10 May 2014 Creating an enabling environment for digital self-determination
The remote village of Ivujivik in Northern Quebec. Ivujivik is one of 14 villages in the Inuit territory of Nunavik. These fly-in arctic communities connect to one and to southern Canada through a satellite network managed by the Kativik Regional Government. Photo: © Rob McMahon.
A growing body of empirical evidence from Canada and elsewhere illustrates community-based technology development initiatives. Partnerships between universities and indigenous organizations, like the First Nations Innovation Project and the First Mile project, are demonstrating how indigenous peoples are encoding their distinct laws, practices, institutions, values and goals in emerging technologies.1
These diverse activities can be interpreted through the theoretical framework articulated by scholars of indigenous resurgence (Alfred, 2009; Borrows, 2010; Simpson, 2011). Beyond expressions of resistance, such perspectives highlight the creativity of people working from marginalized spaces. Through its deep consideration of issues like community, self-determination and resilience, this work provides many lessons that can inform development practices more broadly.
But despite these benefits, community-based initiatives are often reliant on contingent and/or precarious supports from external entities like state governments. This article discusses how this challenge might be considered through establishing a state-based enabling environment for digital self-determination.
The imperative to decolonize technology development
A few short centuries ago, networks of unequal social relations between colonizing and colonized peoples intensified around much of the world, including in North America. Scholars demonstrated how colonized peoples have always exercised creative agency against these oppressive conditions (Said, 1978). However, when interpreted temporally, the preface “post” may imply that this historical period of colonization has ended, and formerly colonized subjects are now free. But in many societies colonialism continues across a range of fields, from legal and institutional frameworks to areas of culture, politics, and economics.
For example, in Canada wide-ranging studies like the Report of the Royal Commission on Aboriginal Peoples (1996) found that government policy in fields as diverse as health, education, housing, public works, employment, and justice had, and continue to have, negative effects on indigenous peoples. As Irlbacher-Fox (2009) writes:
“Aboriginal policy focuses on ‘present suffering’ as though that suffering were unrelated to injustice and instead primarily the result of poor lifestyle choices and the non-modern nature of indigeneity” (p.3).
In short, the structural inequalities that justified and supported the dispossession of the rights, territories, and resources of indigenous peoples are deep-rooted and continue to be expressed in policies, acts of legislation, and regulatory frameworks.
Efforts to overcome colonial conditions seek to reconfigure these inequalities. But some critics argue that state-led decolonization is a primarily symbolic venture. For example, the activities of the Truth and Reconciliation Commission of Canada and Prime Minister Stephen Harper’s formal apology to Aboriginal peoples for the residential school system demonstrate symbolic goodwill. But many of these efforts remain constrained in practice.

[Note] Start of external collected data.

//! Action kinds, ledger records and typed action metadata.
//!
//! An [`ActionRecord`] is one immutable row of the append-only points ledger.
//! Its `action_type` is kept as the raw stored string so that a ledger written
//! by an older deployment (or a typo in a manual import) surfaces as an
//! explicit classification error instead of silently vanishing.
//!
//! Request handlers submit the typed [`UserAction`] instead, which carries only
//! the fields meaningful for its kind and converts into a record through
//! [`UserAction::into_record`].

use std::collections::BTreeMap;
use std::fmt;
use std::str::FromStr;

use serde::{Deserialize, Serialize};

use crate::error::CoreError;
use crate::types::{DbId, Timestamp};

// ---------------------------------------------------------------------------
// ActionKind
// ---------------------------------------------------------------------------

/// Closed set of point-worthy actions.
#[derive(Debug, Clone, Copy, PartialEq, Eq, PartialOrd, Ord, Hash, Serialize, Deserialize)]
#[serde(rename_all = "snake_case")]
pub enum ActionKind {
    UploadResource,
    ReceiveUpvote,
    ReceiveDownvote,
    CastVote,
    ResourceDownloaded,
    CreateCollection,
    AddToCollection,
    ShareCollection,
    DailyLogin,
    AchievementUnlocked,
}

impl ActionKind {
    /// Every kind, in declaration order.
    pub const ALL: [ActionKind; 10] = [
        ActionKind::UploadResource,
        ActionKind::ReceiveUpvote,
        ActionKind::ReceiveDownvote,
        ActionKind::CastVote,
        ActionKind::ResourceDownloaded,
        ActionKind::CreateCollection,
        ActionKind::AddToCollection,
        ActionKind::ShareCollection,
        ActionKind::DailyLogin,
        ActionKind::AchievementUnlocked,
    ];

    /// String representation for database storage.
    pub fn as_str(self) -> &'static str {
        match self {
            ActionKind::UploadResource => "upload_resource",
            ActionKind::ReceiveUpvote => "receive_upvote",
            ActionKind::ReceiveDownvote => "receive_downvote",
            ActionKind::CastVote => "cast_vote",
            ActionKind::ResourceDownloaded => "resource_downloaded",
            ActionKind::CreateCollection => "create_collection",
            ActionKind::AddToCollection => "add_to_collection",
            ActionKind::ShareCollection => "share_collection",
            ActionKind::DailyLogin => "daily_login",
            ActionKind::AchievementUnlocked => "achievement_unlocked",
        }
    }

    /// Whether this kind reflects something the user did themselves.
    ///
    /// System-generated rows (achievement awards) count toward points but not
    /// toward activity days or `last_activity_at`.
    pub fn is_user_activity(self) -> bool {
        !matches!(self, ActionKind::AchievementUnlocked)
    }
}

impl fmt::Display for ActionKind {
    fn fmt(&self, f: &mut fmt::Formatter<'_>) -> fmt::Result {
        f.write_str(self.as_str())
    }
}

impl FromStr for ActionKind {
    type Err = CoreError;

    /// Parse a stored action type.
    ///
    /// An empty (or whitespace-only) value is a malformed record; anything
    /// else outside the enumeration is [`CoreError::UnknownActionKind`].
    fn from_str(s: &str) -> Result<Self, Self::Err> {
        let trimmed = s.trim();
        if trimmed.is_empty() {
            return Err(CoreError::MalformedAction(
                "action record is missing its action type".into(),
            ));
        }
        ActionKind::ALL
            .into_iter()
            .find(|kind| kind.as_str() == trimmed)
            .ok_or_else(|| CoreError::UnknownActionKind(trimmed.to_string()))
    }
}

// ---------------------------------------------------------------------------
// ResourceType
// ---------------------------------------------------------------------------

/// The kind of study material a resource is. Modulates upvote awards.
#[derive(Debug, Clone, Copy, PartialEq, Eq, PartialOrd, Ord, Hash, Serialize, Deserialize)]
#[serde(rename_all = "snake_case")]
pub enum ResourceType {
    Notes,
    PastPaper,
    Slides,
    StudyGuide,
    Video,
    Other,
}

impl ResourceType {
    pub const ALL: [ResourceType; 6] = [
        ResourceType::Notes,
        ResourceType::PastPaper,
        ResourceType::Slides,
        ResourceType::StudyGuide,
        ResourceType::Video,
        ResourceType::Other,
    ];

    /// String representation for database storage.
    pub fn as_str(self) -> &'static str {
        match self {
            ResourceType::Notes => "notes",
            ResourceType::PastPaper => "past_paper",
            ResourceType::Slides => "slides",
            ResourceType::StudyGuide => "study_guide",
            ResourceType::Video => "video",
            ResourceType::Other => "other",
        }
    }
}

impl FromStr for ResourceType {
    type Err = CoreError;

    fn from_str(s: &str) -> Result<Self, Self::Err> {
        ResourceType::ALL
            .into_iter()
            .find(|t| t.as_str() == s)
            .ok_or_else(|| CoreError::Validation(format!("Unknown resource type '{s}'")))
    }
}

// ---------------------------------------------------------------------------
// ActionMetadata
// ---------------------------------------------------------------------------

/// Per-kind extra data attached to a ledger record.
///
/// Only `Extra` is an open key/value bag; it exists for analytics fields that
/// have no fixed shape.
#[derive(Debug, Clone, PartialEq, Default, Serialize, Deserialize)]
#[serde(tag = "kind", rename_all = "snake_case")]
pub enum ActionMetadata {
    #[default]
    None,
    Vote {
        voter_id: DbId,
    },
    Achievement {
        achievement_id: String,
        points_awarded: i64,
    },
    Extra {
        fields: BTreeMap<String, serde_json::Value>,
    },
}

// ---------------------------------------------------------------------------
// ActionRecord
// ---------------------------------------------------------------------------

/// One append-only ledger entry.
#[derive(Debug, Clone, PartialEq, Serialize, Deserialize)]
pub struct ActionRecord {
    pub user_id: DbId,
    /// Raw stored action type; see [`ActionKind::from_str`].
    pub action_type: String,
    #[serde(default)]
    pub resource_id: Option<DbId>,
    #[serde(default)]
    pub collection_id: Option<DbId>,
    #[serde(default)]
    pub resource_type: Option<ResourceType>,
    #[serde(default)]
    pub metadata: ActionMetadata,
    pub occurred_at: Timestamp,
}

impl ActionRecord {
    /// Create a record of the given kind with no optional fields set.
    pub fn new(user_id: DbId, kind: ActionKind, occurred_at: Timestamp) -> Self {
        Self {
            user_id,
            action_type: kind.as_str().to_string(),
            resource_id: None,
            collection_id: None,
            resource_type: None,
            metadata: ActionMetadata::None,
            occurred_at,
        }
    }

    /// The ledger row written when an achievement is unlocked.
    pub fn achievement_unlocked(
        user_id: DbId,
        achievement_id: &str,
        points_awarded: i64,
        occurred_at: Timestamp,
    ) -> Self {
        Self::new(user_id, ActionKind::AchievementUnlocked, occurred_at).with_metadata(
            ActionMetadata::Achievement {
                achievement_id: achievement_id.to_string(),
                points_awarded,
            },
        )
    }

    /// Attach the resource the action concerns.
    pub fn with_resource(mut self, resource_id: DbId, resource_type: Option<ResourceType>) -> Self {
        self.resource_id = Some(resource_id);
        self.resource_type = resource_type;
        self
    }

    /// Attach the collection the action concerns.
    pub fn with_collection(mut self, collection_id: DbId) -> Self {
        self.collection_id = Some(collection_id);
        self
    }

    /// Set the metadata payload.
    pub fn with_metadata(mut self, metadata: ActionMetadata) -> Self {
        self.metadata = metadata;
        self
    }

    /// Parse the stored action type.
    pub fn kind(&self) -> Result<ActionKind, CoreError> {
        self.action_type.parse()
    }
}

// ---------------------------------------------------------------------------
// UserAction
// ---------------------------------------------------------------------------

/// Typed inbound action as submitted by request handlers.
///
/// Achievement awards are deliberately absent: they are only ever produced by
/// the achievement evaluator, never accepted from a caller.
#[derive(Debug, Clone, PartialEq, Serialize, Deserialize)]
#[serde(tag = "type", rename_all = "snake_case")]
pub enum UserAction {
    UploadResource {
        resource_id: DbId,
        resource_type: ResourceType,
    },
    ReceiveUpvote {
        resource_id: DbId,
        #[serde(default)]
        resource_type: Option<ResourceType>,
        voter_id: DbId,
    },
    ReceiveDownvote {
        resource_id: DbId,
        #[serde(default)]
        resource_type: Option<ResourceType>,
        voter_id: DbId,
    },
    CastVote {
        resource_id: DbId,
    },
    ResourceDownloaded {
        resource_id: DbId,
        #[serde(default)]
        resource_type: Option<ResourceType>,
    },
    CreateCollection {
        collection_id: DbId,
    },
    AddToCollection {
        collection_id: DbId,
        resource_id: DbId,
    },
    ShareCollection {
        collection_id: DbId,
    },
    DailyLogin,
}

impl UserAction {
    /// Parse an inbound JSON action.
    ///
    /// The `type` tag is checked first so an unrecognised kind reports
    /// [`CoreError::UnknownActionKind`] rather than a generic payload error.
    /// Achievement awards cannot be submitted.
    pub fn from_json(value: serde_json::Value) -> Result<Self, CoreError> {
        let raw = value
            .get("type")
            .and_then(serde_json::Value::as_str)
            .unwrap_or_default();
        let kind: ActionKind = raw.parse()?;
        if !kind.is_user_activity() {
            return Err(CoreError::MalformedAction(format!(
                "'{kind}' is awarded by the system and cannot be submitted"
            )));
        }
        serde_json::from_value(value)
            .map_err(|e| CoreError::MalformedAction(format!("invalid '{kind}' action: {e}")))
    }

    pub fn kind(&self) -> ActionKind {
        match self {
            UserAction::UploadResource { .. } => ActionKind::UploadResource,
            UserAction::ReceiveUpvote { .. } => ActionKind::ReceiveUpvote,
            UserAction::ReceiveDownvote { .. } => ActionKind::ReceiveDownvote,
            UserAction::CastVote { .. } => ActionKind::CastVote,
            UserAction::ResourceDownloaded { .. } => ActionKind::ResourceDownloaded,
            UserAction::CreateCollection { .. } => ActionKind::CreateCollection,
            UserAction::AddToCollection { .. } => ActionKind::AddToCollection,
            UserAction::ShareCollection { .. } => ActionKind::ShareCollection,
            UserAction::DailyLogin => ActionKind::DailyLogin,
        }
    }

    /// Convert into the ledger record credited to `user_id`.
    pub fn into_record(self, user_id: DbId, occurred_at: Timestamp) -> ActionRecord {
        let record = ActionRecord::new(user_id, self.kind(), occurred_at);
        match self {
            UserAction::UploadResource {
                resource_id,
                resource_type,
            } => record.with_resource(resource_id, Some(resource_type)),
            UserAction::ReceiveUpvote {
                resource_id,
                resource_type,
                voter_id,
            }
            | UserAction::ReceiveDownvote {
                resource_id,
                resource_type,
                voter_id,
            } => record
                .with_resource(resource_id, resource_type)
                .with_metadata(ActionMetadata::Vote { voter_id }),
            UserAction::CastVote { resource_id } => record.with_resource(resource_id, None),
            UserAction::ResourceDownloaded {
                resource_id,
                resource_type,
            } => record.with_resource(resource_id, resource_type),
            UserAction::CreateCollection { collection_id }
            | UserAction::ShareCollection { collection_id } => record.with_collection(collection_id),
            UserAction::AddToCollection {
                collection_id,
                resource_id,
            } => record
                .with_collection(collection_id)
                .with_resource(resource_id, None),
            UserAction::DailyLogin => record,
        }
    }
}
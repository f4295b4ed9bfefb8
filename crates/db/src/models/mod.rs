//! Domain model structs and DTOs.
//!
//! Each submodule contains a `FromRow` + `Serialize` entity struct matching
//! the database row, plus the input DTOs used for inserts and upserts.

pub mod achievement;
pub mod action_record;
pub mod leaderboard;
pub mod notification;
pub mod profile;
pub mod user_points;
//! Authentication primitives.
//!
//! - [`jwt`] -- validation of provider-issued HS256 access tokens.

pub mod jwt;
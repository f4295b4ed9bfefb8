use axum::extract::State;
use axum::http::StatusCode;
use axum::{routing::get, Json, Router};
use serde::Serialize;

use crate::state::AppState;

/// Health check response payload.
#[derive(Serialize)]
pub struct HealthResponse {
    /// Overall service status.
    pub status: &'static str,
    /// Crate version from Cargo.toml.
    pub version: &'static str,
    /// Whether the database is reachable.
    pub db_healthy: bool,
}

/// GET /health -- returns service and database health.
///
/// Responds 503 when the database is unreachable so load balancers stop
/// routing to an instance that cannot serve points.
async fn health_check(State(state): State<AppState>) -> (StatusCode, Json<HealthResponse>) {
    let db_healthy = studyhub_db::health_check(&state.pool).await.is_ok();

    let (status_code, status) = if db_healthy {
        (StatusCode::OK, "ok")
    } else {
        (StatusCode::SERVICE_UNAVAILABLE, "degraded")
    };

    (
        status_code,
        Json(HealthResponse {
            status,
            version: env!("CARGO_PKG_VERSION"),
            db_healthy,
        }),
    )
}

/// Mount health check routes (intended for root-level, NOT under `/api/v1`).
pub fn router() -> Router<AppState> {
    Router::new().route("/health", get(health_check))
}
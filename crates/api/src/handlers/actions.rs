//! Handlers for recording actions and reading a user's ledger.

use axum::extract::{Path, Query, State};
use axum::http::StatusCode;
use axum::response::IntoResponse;
use axum::Json;
use serde::{Deserialize, Serialize};
use studyhub_core::achievements::AchievementDefinition;
use studyhub_core::actions::UserAction;
use studyhub_core::error::CoreError;
use studyhub_core::points::{classify, Classification};
use studyhub_core::types::DbId;
use studyhub_db::repositories::ActionRepo;

use crate::engine;
use crate::error::{AppError, AppResult};
use crate::handlers::users::ProgressView;
use crate::middleware::rbac::RequireAuth;
use crate::query::PaginationParams;
use crate::response::DataResponse;
use crate::state::AppState;

// ---------------------------------------------------------------------------
// Request / response DTOs
// ---------------------------------------------------------------------------

/// Body of `POST /actions`.
#[derive(Debug, Deserialize)]
pub struct RecordActionRequest {
    /// User to credit. Defaults to the caller; crediting anyone else
    /// requires the admin role.
    pub user_id: Option<DbId>,
    /// The action, parsed with [`UserAction::from_json`].
    pub action: serde_json::Value,
}

#[derive(Debug, Serialize)]
pub struct RecordActionResponse {
    pub classification: Classification,
    pub progress: ProgressView,
    pub unlocked: Vec<AchievementDefinition>,
}

// ---------------------------------------------------------------------------
// Handlers
// ---------------------------------------------------------------------------

/// POST /api/v1/actions
///
/// Append an action to the ledger, update the point counter, and unlock any
/// achievements the new progress earns, all in one transaction.
pub async fn record_action(
    RequireAuth(user): RequireAuth,
    State(state): State<AppState>,
    Json(input): Json<RecordActionRequest>,
) -> AppResult<impl IntoResponse> {
    let target = input.user_id.unwrap_or(user.user_id);
    if target != user.user_id && !user.is_admin() {
        return Err(AppError::Core(CoreError::Forbidden(
            "Crediting another user requires the admin role".into(),
        )));
    }

    let action = UserAction::from_json(input.action)?;
    let now = chrono::Utc::now();
    let record = action.into_record(target, now);
    let classification = classify(&record)?;

    let outcome =
        engine::award(&state, target, Some((record, classification.points)), now).await?;

    tracing::info!(
        user_id = target,
        credited_by = user.user_id,
        action = %classification.kind,
        points = classification.points,
        unlocked = outcome.unlocked.len(),
        "Action recorded",
    );

    Ok((
        StatusCode::CREATED,
        Json(DataResponse {
            data: RecordActionResponse {
                classification,
                progress: ProgressView::from(outcome.progress),
                unlocked: outcome.unlocked,
            },
        }),
    ))
}

/// GET /api/v1/users/{id}/actions
///
/// Page through a user's ledger, newest first. Self or admin only.
pub async fn list_user_actions(
    RequireAuth(user): RequireAuth,
    State(state): State<AppState>,
    Path(user_id): Path<DbId>,
    Query(params): Query<PaginationParams>,
) -> AppResult<impl IntoResponse> {
    user.ensure_self_or_admin(user_id)?;
    let rows =
        ActionRepo::list_for_user_paged(&state.pool, user_id, params.limit(), params.offset())
            .await?;
    Ok(Json(DataResponse { data: rows }))
}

The Truth and Reconciliation Commission, created as part of a class action lawsuit against the government and tasked with presenting a history of Canada’s residential schools, was forced to take the federal government to court for restricting access to historical records associated with the investigation.2 As the #IdleNoMore movement made clear, the Prime Minister’s apology rings hollow to those indigenous peoples protesting his government’s imposition of policies associated with continued resource extraction and environmental (de)regulation on their territories. These two examples illustrate contradictions of public statements of goodwill.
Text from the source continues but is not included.